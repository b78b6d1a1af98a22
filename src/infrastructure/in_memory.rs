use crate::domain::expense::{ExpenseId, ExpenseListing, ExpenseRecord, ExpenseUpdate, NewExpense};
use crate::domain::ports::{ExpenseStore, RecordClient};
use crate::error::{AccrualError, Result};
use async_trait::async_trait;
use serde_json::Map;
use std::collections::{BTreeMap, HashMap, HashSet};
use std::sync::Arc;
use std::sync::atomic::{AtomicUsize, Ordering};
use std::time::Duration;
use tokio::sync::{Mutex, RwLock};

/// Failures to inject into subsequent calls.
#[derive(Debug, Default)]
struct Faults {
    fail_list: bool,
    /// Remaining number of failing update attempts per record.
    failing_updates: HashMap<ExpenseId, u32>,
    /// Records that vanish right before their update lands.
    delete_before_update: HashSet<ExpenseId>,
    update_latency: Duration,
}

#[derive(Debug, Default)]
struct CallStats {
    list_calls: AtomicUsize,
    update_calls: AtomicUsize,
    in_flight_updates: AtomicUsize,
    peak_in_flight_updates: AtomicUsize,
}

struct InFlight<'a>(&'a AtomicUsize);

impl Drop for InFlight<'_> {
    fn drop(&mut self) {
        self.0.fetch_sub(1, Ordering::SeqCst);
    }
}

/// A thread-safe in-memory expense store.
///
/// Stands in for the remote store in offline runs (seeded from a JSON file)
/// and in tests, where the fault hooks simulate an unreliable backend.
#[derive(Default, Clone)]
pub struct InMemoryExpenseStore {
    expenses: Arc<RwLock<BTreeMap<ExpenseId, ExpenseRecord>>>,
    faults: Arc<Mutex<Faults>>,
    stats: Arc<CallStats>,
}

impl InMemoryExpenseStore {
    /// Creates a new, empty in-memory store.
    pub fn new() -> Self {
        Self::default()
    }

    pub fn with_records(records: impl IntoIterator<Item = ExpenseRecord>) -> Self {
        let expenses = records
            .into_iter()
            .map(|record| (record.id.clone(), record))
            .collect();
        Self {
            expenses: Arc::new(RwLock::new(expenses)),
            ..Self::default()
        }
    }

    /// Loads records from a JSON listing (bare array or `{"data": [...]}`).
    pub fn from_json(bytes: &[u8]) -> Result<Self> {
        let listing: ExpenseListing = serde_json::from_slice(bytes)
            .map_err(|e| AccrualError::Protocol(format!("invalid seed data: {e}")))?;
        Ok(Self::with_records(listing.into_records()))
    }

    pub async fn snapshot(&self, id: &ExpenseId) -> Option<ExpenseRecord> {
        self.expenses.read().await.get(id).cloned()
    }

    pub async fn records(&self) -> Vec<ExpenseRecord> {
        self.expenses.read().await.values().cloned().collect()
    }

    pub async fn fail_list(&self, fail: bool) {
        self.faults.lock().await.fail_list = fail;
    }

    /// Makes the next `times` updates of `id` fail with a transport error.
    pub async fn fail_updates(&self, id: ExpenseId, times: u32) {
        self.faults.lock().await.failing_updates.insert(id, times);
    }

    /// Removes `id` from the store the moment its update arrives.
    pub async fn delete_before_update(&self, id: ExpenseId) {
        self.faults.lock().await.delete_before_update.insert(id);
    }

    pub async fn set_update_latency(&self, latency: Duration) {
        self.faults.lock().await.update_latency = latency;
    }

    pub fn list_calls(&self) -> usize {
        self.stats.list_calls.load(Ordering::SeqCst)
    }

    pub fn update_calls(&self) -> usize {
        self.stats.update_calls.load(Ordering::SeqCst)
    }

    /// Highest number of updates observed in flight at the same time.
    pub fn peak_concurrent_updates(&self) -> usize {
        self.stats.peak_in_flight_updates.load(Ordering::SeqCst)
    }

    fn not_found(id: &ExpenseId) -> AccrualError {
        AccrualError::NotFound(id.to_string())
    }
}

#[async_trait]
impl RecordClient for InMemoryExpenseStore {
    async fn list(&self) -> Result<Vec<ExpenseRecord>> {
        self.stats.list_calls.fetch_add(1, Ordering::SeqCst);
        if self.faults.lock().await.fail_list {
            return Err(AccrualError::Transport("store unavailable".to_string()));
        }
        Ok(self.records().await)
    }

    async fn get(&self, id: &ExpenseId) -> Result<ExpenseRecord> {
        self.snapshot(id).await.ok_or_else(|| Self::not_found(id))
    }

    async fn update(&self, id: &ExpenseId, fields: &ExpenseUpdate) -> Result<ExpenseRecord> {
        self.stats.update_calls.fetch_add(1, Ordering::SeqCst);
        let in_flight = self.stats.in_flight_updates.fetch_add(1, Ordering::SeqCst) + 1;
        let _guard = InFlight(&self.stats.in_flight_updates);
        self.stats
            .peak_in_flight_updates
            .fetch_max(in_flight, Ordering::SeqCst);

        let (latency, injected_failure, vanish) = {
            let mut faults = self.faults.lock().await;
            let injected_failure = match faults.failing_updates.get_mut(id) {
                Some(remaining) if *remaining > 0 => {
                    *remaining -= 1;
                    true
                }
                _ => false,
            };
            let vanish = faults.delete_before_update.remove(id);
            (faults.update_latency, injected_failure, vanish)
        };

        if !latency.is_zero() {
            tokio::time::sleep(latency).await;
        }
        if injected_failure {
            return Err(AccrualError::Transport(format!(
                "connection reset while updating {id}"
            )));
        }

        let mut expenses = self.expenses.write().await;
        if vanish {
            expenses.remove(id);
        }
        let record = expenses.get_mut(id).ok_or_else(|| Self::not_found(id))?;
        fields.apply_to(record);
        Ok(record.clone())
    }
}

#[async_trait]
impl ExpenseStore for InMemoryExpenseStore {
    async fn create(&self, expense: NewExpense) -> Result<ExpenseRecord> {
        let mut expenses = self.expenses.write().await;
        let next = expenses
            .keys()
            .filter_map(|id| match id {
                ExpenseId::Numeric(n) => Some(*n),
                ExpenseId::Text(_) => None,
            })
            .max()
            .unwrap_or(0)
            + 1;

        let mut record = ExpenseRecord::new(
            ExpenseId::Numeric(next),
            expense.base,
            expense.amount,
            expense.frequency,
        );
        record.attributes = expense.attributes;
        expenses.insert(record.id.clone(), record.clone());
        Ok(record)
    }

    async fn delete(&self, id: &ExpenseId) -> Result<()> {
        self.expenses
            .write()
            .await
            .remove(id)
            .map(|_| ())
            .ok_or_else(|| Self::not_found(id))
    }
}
·····
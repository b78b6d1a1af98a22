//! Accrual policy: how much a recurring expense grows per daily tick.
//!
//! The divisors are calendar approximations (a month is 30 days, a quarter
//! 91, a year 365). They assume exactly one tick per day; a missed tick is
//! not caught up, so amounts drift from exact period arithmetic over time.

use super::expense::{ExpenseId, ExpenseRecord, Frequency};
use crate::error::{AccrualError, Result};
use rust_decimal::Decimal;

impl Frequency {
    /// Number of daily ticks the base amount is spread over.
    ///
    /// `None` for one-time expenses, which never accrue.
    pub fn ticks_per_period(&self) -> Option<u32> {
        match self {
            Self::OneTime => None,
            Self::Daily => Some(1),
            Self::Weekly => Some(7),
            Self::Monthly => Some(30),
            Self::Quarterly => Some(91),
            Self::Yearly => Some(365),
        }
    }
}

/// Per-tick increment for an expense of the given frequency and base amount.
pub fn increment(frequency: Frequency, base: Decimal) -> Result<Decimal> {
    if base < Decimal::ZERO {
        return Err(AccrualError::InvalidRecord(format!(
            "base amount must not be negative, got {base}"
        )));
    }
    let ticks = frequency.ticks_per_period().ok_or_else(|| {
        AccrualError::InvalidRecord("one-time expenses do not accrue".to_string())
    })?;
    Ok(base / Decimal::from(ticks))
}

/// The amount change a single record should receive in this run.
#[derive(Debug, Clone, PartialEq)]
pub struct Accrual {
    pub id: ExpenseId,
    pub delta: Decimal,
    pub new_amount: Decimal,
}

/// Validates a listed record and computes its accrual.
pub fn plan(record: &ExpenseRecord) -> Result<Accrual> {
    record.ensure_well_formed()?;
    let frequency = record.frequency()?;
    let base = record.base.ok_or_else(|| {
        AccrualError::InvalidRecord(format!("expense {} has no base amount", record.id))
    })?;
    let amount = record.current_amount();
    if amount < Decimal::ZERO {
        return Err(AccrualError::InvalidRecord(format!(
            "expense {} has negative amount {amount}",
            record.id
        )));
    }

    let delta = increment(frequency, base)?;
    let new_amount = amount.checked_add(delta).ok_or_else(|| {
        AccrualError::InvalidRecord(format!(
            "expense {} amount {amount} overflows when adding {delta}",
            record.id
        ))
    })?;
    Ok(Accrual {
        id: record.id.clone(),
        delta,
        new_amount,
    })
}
·····
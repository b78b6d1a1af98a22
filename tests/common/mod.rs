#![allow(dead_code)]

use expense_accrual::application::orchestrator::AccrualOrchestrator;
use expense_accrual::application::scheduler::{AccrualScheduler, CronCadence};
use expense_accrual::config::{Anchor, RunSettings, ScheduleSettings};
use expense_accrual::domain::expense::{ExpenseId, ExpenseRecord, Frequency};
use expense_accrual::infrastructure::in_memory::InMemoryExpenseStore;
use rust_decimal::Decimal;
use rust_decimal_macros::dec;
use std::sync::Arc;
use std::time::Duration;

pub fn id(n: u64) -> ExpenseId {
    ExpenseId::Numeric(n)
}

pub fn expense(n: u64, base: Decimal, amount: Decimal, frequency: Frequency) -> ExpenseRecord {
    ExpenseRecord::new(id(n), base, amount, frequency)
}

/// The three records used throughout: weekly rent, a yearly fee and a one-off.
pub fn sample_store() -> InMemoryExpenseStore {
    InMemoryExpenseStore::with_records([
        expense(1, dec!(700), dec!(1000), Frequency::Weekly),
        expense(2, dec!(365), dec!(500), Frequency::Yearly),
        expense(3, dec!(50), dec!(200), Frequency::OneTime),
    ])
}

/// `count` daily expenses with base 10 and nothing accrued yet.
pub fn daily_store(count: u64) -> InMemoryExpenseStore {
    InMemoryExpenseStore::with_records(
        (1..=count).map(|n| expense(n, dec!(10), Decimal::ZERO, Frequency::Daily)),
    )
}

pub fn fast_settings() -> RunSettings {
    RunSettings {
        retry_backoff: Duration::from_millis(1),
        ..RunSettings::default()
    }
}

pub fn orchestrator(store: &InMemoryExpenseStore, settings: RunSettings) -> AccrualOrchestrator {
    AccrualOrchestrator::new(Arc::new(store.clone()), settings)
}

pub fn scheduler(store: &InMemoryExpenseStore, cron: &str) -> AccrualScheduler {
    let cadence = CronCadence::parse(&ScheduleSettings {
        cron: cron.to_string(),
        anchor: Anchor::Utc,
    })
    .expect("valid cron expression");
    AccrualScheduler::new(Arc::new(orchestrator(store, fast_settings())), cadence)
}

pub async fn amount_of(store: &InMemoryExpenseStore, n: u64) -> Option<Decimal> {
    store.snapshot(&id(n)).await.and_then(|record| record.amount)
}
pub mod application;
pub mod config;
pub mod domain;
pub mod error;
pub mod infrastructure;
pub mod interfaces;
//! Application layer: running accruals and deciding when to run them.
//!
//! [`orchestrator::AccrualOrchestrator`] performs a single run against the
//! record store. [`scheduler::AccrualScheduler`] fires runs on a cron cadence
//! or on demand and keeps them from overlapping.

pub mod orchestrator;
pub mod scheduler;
·····
#### EXERCISE OBJECTIVE:
Lines holding the string "data" must be copied out of the entries above.

#### RESULT OF THE EXERCISE:
    /// Loads records from a JSON listing (bare array or `{"data": [...]}`).
            .map_err(|e| AccrualError::Protocol(format!("invalid seed data: {e}")))?;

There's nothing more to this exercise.